### Dataset entries

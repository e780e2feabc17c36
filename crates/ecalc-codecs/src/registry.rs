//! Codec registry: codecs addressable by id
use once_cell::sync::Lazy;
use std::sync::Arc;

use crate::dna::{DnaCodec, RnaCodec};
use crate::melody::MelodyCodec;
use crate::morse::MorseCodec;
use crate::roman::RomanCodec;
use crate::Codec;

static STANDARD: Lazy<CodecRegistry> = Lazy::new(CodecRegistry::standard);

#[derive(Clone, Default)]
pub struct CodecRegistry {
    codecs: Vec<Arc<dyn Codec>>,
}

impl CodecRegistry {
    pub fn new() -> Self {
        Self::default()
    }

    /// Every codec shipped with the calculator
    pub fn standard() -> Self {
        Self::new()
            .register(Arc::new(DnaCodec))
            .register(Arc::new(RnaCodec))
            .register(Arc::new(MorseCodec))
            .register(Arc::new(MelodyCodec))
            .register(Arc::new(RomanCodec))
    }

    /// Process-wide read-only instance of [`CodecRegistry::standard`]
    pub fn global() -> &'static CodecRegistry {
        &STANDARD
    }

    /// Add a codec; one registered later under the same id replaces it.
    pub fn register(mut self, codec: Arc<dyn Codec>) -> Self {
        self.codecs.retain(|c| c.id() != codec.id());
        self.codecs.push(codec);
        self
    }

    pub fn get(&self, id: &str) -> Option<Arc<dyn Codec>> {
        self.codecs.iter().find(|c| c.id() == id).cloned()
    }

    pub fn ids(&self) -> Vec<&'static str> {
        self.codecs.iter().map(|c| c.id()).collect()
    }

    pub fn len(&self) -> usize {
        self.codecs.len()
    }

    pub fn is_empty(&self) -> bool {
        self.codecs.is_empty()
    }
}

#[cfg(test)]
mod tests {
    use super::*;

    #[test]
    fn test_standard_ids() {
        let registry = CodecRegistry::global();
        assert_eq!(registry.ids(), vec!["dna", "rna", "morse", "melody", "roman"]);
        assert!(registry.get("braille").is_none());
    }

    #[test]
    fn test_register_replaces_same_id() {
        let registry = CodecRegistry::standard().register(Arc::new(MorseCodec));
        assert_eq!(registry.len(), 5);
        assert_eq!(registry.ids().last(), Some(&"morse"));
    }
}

### Work request
Retype each record, matching it exactly.

### Response to this task
repository e780e2feabc17c36
filename crates/ecalc-codecs/src/registry.rs
//! Codec registry: codecs addressable by id
use once_cell::sync::Lazy;
use std::sync::Arc;

use crate::dna::{DnaCodec, RnaCodec};
use crate::melody::MelodyCodec;
use crate::morse::MorseCodec;
use crate::roman::RomanCodec;
use crate::Codec;

static STANDARD: Lazy<CodecRegistry> = Lazy::new(CodecRegistry::standard);

#[derive(Clone, Default)]
pub struct CodecRegistry {
    codecs: Vec<Arc<dyn Codec>>,
}

impl CodecRegistry {
    pub fn new() -> Self {
        Self::default()
    }

    /// Every codec shipped with the calculator
    pub fn standard() -> Self {
        Self::new()
            .register(Arc::new(DnaCodec))
            .register(Arc::new(RnaCodec))
            .register(Arc::new(MorseCodec))
            .register(Arc::new(MelodyCodec))
            .register(Arc::new(RomanCodec))
    }

    /// Process-wide read-only instance of [`CodecRegistry::standard`]
    pub fn global() -> &'static CodecRegistry {
        &STANDARD
    }

    /// Add a codec; one registered later under the same id replaces it.
    pub fn register(mut self, codec: Arc<dyn Codec>) -> Self {
        self.codecs.retain(|c| c.id() != codec.id());
        self.codecs.push(codec);
        self
    }

    pub fn get(&self, id: &str) -> Option<Arc<dyn Codec>> {
        self.codecs.iter().find(|c| c.id() == id).cloned()
    }

    pub fn ids(&self) -> Vec<&'static str> {
        self.codecs.iter().map(|c| c.id()).collect()
    }

    pub fn len(&self) -> usize {
        self.codecs.len()
    }

    pub fn is_empty(&self) -> bool {
        self.codecs.is_empty()
    }
}

#[cfg(test)]
mod tests {
    use super::*;

    #[test]
    fn test_standard_ids() {
        let registry = CodecRegistry::global();
        assert_eq!(registry.ids(), vec!["dna", "rna", "morse", "melody", "roman"]);
        assert!(registry.get("braille").is_none());
    }

    #[test]
    fn test_register_replaces_same_id() {
        let registry = CodecRegistry::standard().register(Arc::new(MorseCodec));
        assert_eq!(registry.len(), 5);
        assert_eq!(registry.ids().last(), Some(&"morse"));
    }
}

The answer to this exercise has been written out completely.